Manchester City are one of a number of clubs holding talks with UEFA ahead of the implementation of Financial Fair Play in order to convince them that they aim to achieve long-term sustainability, ESPN can reveal.
The FFP rules being introduced by European football's governing body mean clubs must break even within a margin of "acceptable deviation" of €45 million over the first two years - next season and the one after that.
Any club showing a loss of more than that figure will be punished by UEFA sanctions, with City and Chelsea the two most vulnerable in English football because of their high levels of spending.
But a City source told ESPN: "The ambition of the club, from the outset of new ownership in September 2008, was to build a sustainable football club. The club remains fully committed to that principle."

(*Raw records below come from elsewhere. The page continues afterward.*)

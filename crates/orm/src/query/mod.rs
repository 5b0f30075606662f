//! Query engine - filtering, ordering, pagination, and eager loading
//!
//! Queries are fluent builders over one entity's table. Conditions
//! combine as `(all AND clauses) || (any OR clause)` and evaluate
//! against hydrated copies, so schema defaults are filterable; ordering
//! is a stable multi-key sort; pagination applies after filtering and
//! sorting; eager loads run only on the final page.

pub mod builder;
pub mod execution;
pub mod has;
pub mod ordering;
pub mod where_clause;
pub mod with;

pub use builder::Query;
pub use ordering::OrderDirection;
pub use with::{EagerLoadSpec, QueryScope};

pub(crate) use with::fetch_related;
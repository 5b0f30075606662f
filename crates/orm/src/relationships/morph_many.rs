//! MorphMany - polymorphic one-to-many

use std::collections::HashSet;

use serde::{Deserialize, Serialize};
use serde_json::Value;

use crate::error::OrmResult;
use crate::normalize::NormalizedData;
use crate::query::{fetch_related, EagerLoadSpec};
use crate::relationships::dictionary::{build_many_dictionary, field_key};
use crate::relationships::morph_one::attach_morph;
use crate::relationships::Relation;
use crate::schema::SchemaRegistry;
use crate::store::Store;
use crate::Record;

#[derive(Debug, Clone, PartialEq, Eq, Serialize, Deserialize)]
pub struct MorphMany {
    pub related: String,
    pub id_field: String,
    pub type_field: String,
    pub local_key: String,
}

impl MorphMany {
    pub fn new(
        related: impl Into<String>,
        id_field: impl Into<String>,
        type_field: impl Into<String>,
        local_key: impl Into<String>,
    ) -> Self {
        Self {
            related: related.into(),
            id_field: id_field.into(),
            type_field: type_field.into(),
            local_key: local_key.into(),
        }
    }
}

impl Relation for MorphMany {
    fn related_entity(&self) -> Option<&str> {
        Some(&self.related)
    }

    fn is_collection(&self) -> bool {
        true
    }

    fn attach(
        &self,
        name: &str,
        parent_entity: &str,
        parent_id: &str,
        _registry: &SchemaRegistry,
        data: &mut NormalizedData,
    ) -> OrmResult<()> {
        attach_morph(
            name,
            parent_entity,
            parent_id,
            &self.related,
            &self.id_field,
            &self.type_field,
            &self.local_key,
            data,
        );
        Ok(())
    }

    fn load(
        &self,
        store: &Store,
        parent_entity: &str,
        name: &str,
        records: &mut [Record],
        spec: &EagerLoadSpec,
    ) -> OrmResult<()> {
        let keys: HashSet<String> = records
            .iter()
            .filter_map(|record| field_key(record, &self.local_key))
            .collect();
        let rows = fetch_related(store, &self.related, spec, |row| {
            row.get(&self.type_field).and_then(Value::as_str) == Some(parent_entity)
                && field_key(row, &self.id_field).is_some_and(|key| keys.contains(&key))
        })?;
        let dictionary = build_many_dictionary(&rows, &self.id_field);
        for record in records {
            let matched = field_key(record, &self.local_key)
                .and_then(|key| dictionary.get(&key))
                .map(|rows| rows.iter().cloned().map(Value::Object).collect())
                .unwrap_or_default();
            record.insert(name.to_string(), Value::Array(matched));
        }
        Ok(())
    }
}
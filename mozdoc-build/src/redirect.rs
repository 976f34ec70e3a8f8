//! The redirect artifact at `<output>/index.html`.

use std::path::{Path, PathBuf};

use mozdoc_core::BranchName;

use crate::error::{io_err, BuildError};

/// Write a meta-refresh redirect to `<branch>/` at the output root.
///
/// Always targets the snapshot's current branch, independent of how many
/// branch builds ran or in which order they finished.
pub fn write_redirect(output_root: &Path, branch: &BranchName) -> Result<PathBuf, BuildError> {
    std::fs::create_dir_all(output_root).map_err(|e| io_err(output_root, e))?;
    let path = output_root.join("index.html");
    let html = format!(
        "<!DOCTYPE html>\n\
         <html>\n\
         <head>\n\
         <meta charset=\"utf-8\">\n\
         <meta http-equiv=\"refresh\" content=\"0; url=./{branch}/\">\n\
         </head>\n\
         <body>\n\
         <a href=\"./{branch}/\">{branch} documentation</a>\n\
         </body>\n\
         </html>\n"
    );
    std::fs::write(&path, html).map_err(|e| io_err(&path, e))?;
    Ok(path)
}
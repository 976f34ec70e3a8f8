use std::path::Path;

use assert_cmd::Command;
use predicates::prelude::*;
use tempfile::TempDir;

fn mozdoc() -> Command {
    Command::cargo_bin("mozdoc").expect("mozdoc binary")
}

/// Minimal repository with one commit so HEAD is on a branch.
fn init_repo(dir: &Path) {
    let repo = git2::Repository::init(dir).expect("init");
    {
        let mut config = repo.config().unwrap();
        config.set_str("user.name", "tester").unwrap();
        config.set_str("user.email", "tester@example.com").unwrap();
    }
    std::fs::write(dir.join("README.md"), "# docs\n").unwrap();
    let sig = repo.signature().unwrap();
    let tree_id = {
        let mut index = repo.index().unwrap();
        index.add_path(Path::new("README.md")).unwrap();
        index.write().unwrap();
        index.write_tree().unwrap()
    };
    let tree = repo.find_tree(tree_id).unwrap();
    repo.commit(Some("HEAD"), &sig, &sig, "initial", &tree, &[])
        .unwrap();
}

#[test]
fn build_outside_a_repository_fails_with_a_diagnostic() {
    let dir = TempDir::new().unwrap();

    mozdoc()
        .arg("build")
        .arg("-C")
        .arg(dir.path())
        .assert()
        .failure()
        .stderr(predicate::str::contains("not a git repository"));
}

#[test]
fn build_without_the_generator_package_is_refused() {
    let dir = TempDir::new().unwrap();
    init_repo(dir.path());

    mozdoc()
        .arg("build")
        .arg("-C")
        .arg(dir.path())
        .assert()
        .failure()
        .stderr(predicate::str::contains("npm install mozdoc"));
}

#[test]
fn unknown_commands_are_rejected() {
    mozdoc()
        .arg("frobnicate")
        .assert()
        .failure()
        .stderr(predicate::str::contains("unrecognized subcommand"));
}

#[test]
fn missing_source_dir_is_reported() {
    let dir = TempDir::new().unwrap();

    mozdoc()
        .arg("build")
        .arg("-C")
        .arg(dir.path().join("no-such-dir"))
        .assert()
        .failure()
        .stderr(predicate::str::contains("cannot resolve source dir"));
}
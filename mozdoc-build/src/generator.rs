//! Seam to the external site generator.
//!
//! The generator owns rendering and templating entirely; mozdoc only invokes
//! it. [`Wintersmith`] runs the real `wintersmith` executable as a
//! subprocess; [`mock::RecordingGenerator`] stands in for it in tests.

use std::path::{Path, PathBuf};

use async_trait::async_trait;
use thiserror::Error;
use tokio::process::{Child, Command};

use mozdoc_sync::staging;

/// Errors from generator location and invocation.
#[derive(Debug, Error)]
pub enum GeneratorError {
    /// The generator package is not installed next to the repository.
    #[error(
        "mozdoc generator package not found at {path}\n\
         install it locally first:\n\n\tnpm install mozdoc\n"
    )]
    NotInstalled { path: PathBuf },

    /// Failed to spawn or wait on the generator process.
    #[error("failed to run {program}: {source}")]
    Process {
        program: PathBuf,
        #[source]
        source: std::io::Error,
    },

    /// The generator exited with a failure status.
    #[error("generator build failed for {staging} (exit status {status})")]
    BuildFailed { staging: PathBuf, status: String },

    /// Injected failure from a test double.
    #[error("{0}")]
    Mock(String),
}

/// One site build against a prepared staging tree.
#[async_trait]
pub trait SiteGenerator: Send + Sync {
    /// Build the staging tree into `output`. Errors are returned, never
    /// thrown past the task boundary.
    async fn build(&self, staging: &Path, output: &Path) -> Result<(), GeneratorError>;
}

/// The real generator: the `wintersmith` executable installed with the
/// mozdoc npm package.
#[derive(Debug, Clone)]
pub struct Wintersmith {
    program: PathBuf,
    skeleton: PathBuf,
}

impl Wintersmith {
    /// Locate the generator relative to the repository root.
    ///
    /// Missing-prerequisite check: the skeleton must exist or the whole
    /// command is refused with an install diagnostic. The executable is
    /// preferred from `node_modules/.bin/`, falling back to `$PATH`.
    pub fn locate(repo_root: &Path) -> Result<Wintersmith, GeneratorError> {
        let skeleton = staging::skeleton_dir(repo_root);
        if !skeleton.is_dir() {
            return Err(GeneratorError::NotInstalled { path: skeleton });
        }
        let local = repo_root
            .join("node_modules")
            .join(".bin")
            .join("wintersmith");
        let program = if local.exists() {
            local
        } else {
            PathBuf::from("wintersmith")
        };
        Ok(Wintersmith { program, skeleton })
    }

    /// The generator skeleton copied into every staging tree.
    pub fn skeleton(&self) -> &Path {
        &self.skeleton
    }

    /// Spawn `wintersmith preview` for a serve session.
    ///
    /// Runs detached from the caller's control flow so the watcher loop is
    /// never blocked; the caller owns (and kills) the child.
    pub fn preview(&self, staging: &Path, output: &Path) -> Result<Child, GeneratorError> {
        Command::new(&self.program)
            .arg("preview")
            .arg("--chdir")
            .arg(staging)
            .arg("--output")
            .arg(output)
            .spawn()
            .map_err(|source| GeneratorError::Process {
                program: self.program.clone(),
                source,
            })
    }
}

#[async_trait]
impl SiteGenerator for Wintersmith {
    async fn build(&self, staging: &Path, output: &Path) -> Result<(), GeneratorError> {
        tracing::info!(staging = %staging.display(), output = %output.display(), "wintersmith build");
        let status = Command::new(&self.program)
            .arg("build")
            .arg("--chdir")
            .arg(staging)
            .arg("-X")
            .arg("--output")
            .arg(output)
            .status()
            .await
            .map_err(|source| GeneratorError::Process {
                program: self.program.clone(),
                source,
            })?;
        if !status.success() {
            return Err(GeneratorError::BuildFailed {
                staging: staging.to_path_buf(),
                status: status.to_string(),
            });
        }
        Ok(())
    }
}

pub mod mock {
    //! Recording generator for orchestrator tests.

    use std::path::{Path, PathBuf};
    use std::sync::Mutex;
    use std::time::Duration;

    use async_trait::async_trait;

    use super::{GeneratorError, SiteGenerator};

    /// Records every build invocation; failure and delay injection keyed on
    /// output-path substrings so tests can target individual branches.
    #[derive(Debug, Default)]
    pub struct RecordingGenerator {
        calls: Mutex<Vec<(PathBuf, PathBuf)>>,
        failures: Mutex<Vec<String>>,
        delays: Mutex<Vec<(String, Duration)>>,
    }

    impl RecordingGenerator {
        pub fn new() -> Self {
            Self::default()
        }

        /// Fail any build whose output path contains `needle`.
        pub fn fail_for(&self, needle: &str) {
            self.failures.lock().unwrap().push(needle.to_owned());
        }

        /// Delay any build whose output path contains `needle`.
        pub fn delay_for(&self, needle: &str, delay: Duration) {
            self.delays
                .lock()
                .unwrap()
                .push((needle.to_owned(), delay));
        }

        /// Every `(staging, output)` pair built so far, in completion order.
        pub fn calls(&self) -> Vec<(PathBuf, PathBuf)> {
            self.calls.lock().unwrap().clone()
        }
    }

    #[async_trait]
    impl SiteGenerator for RecordingGenerator {
        async fn build(&self, staging: &Path, output: &Path) -> Result<(), GeneratorError> {
            let output_str = output.to_string_lossy().into_owned();
            let delay = self
                .delays
                .lock()
                .unwrap()
                .iter()
                .find(|(needle, _)| output_str.contains(needle))
                .map(|(_, d)| *d);
            if let Some(delay) = delay {
                tokio::time::sleep(delay).await;
            }

            self.calls
                .lock()
                .unwrap()
                .push((staging.to_path_buf(), output.to_path_buf()));

            let failed = self
                .failures
                .lock()
                .unwrap()
                .iter()
                .any(|needle| output_str.contains(needle));
            if failed {
                return Err(GeneratorError::Mock(format!(
                    "injected failure for {output_str}"
                )));
            }
            Ok(())
        }
    }
}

City are not alone in holding direct talks with UEFA about the issue. ESPN understands that up to 19 clubs across Europe are currently involved in similar discussions.
The club's claims to be chasing long-term sustainability will be received sceptically in many quarters. The Premier League champions have bought many of the best players available, running up an enormous wage bill and running at record losses.
However, this summer's transfer window showed they are no longer willing to pay vastly inflated fees, even though that meant manager Roberto Mancini missed out on his prime targets. Instead, the club bought in less expensive players.
They are cautious about Premier League plans to introduce a domestic version of FFP – an approach, an insider told ESPN, that could be shared by "three or four" other clubs.
But with 14 votes required to push through Premier League FFP rules, the chances are that they will be brought in for next season.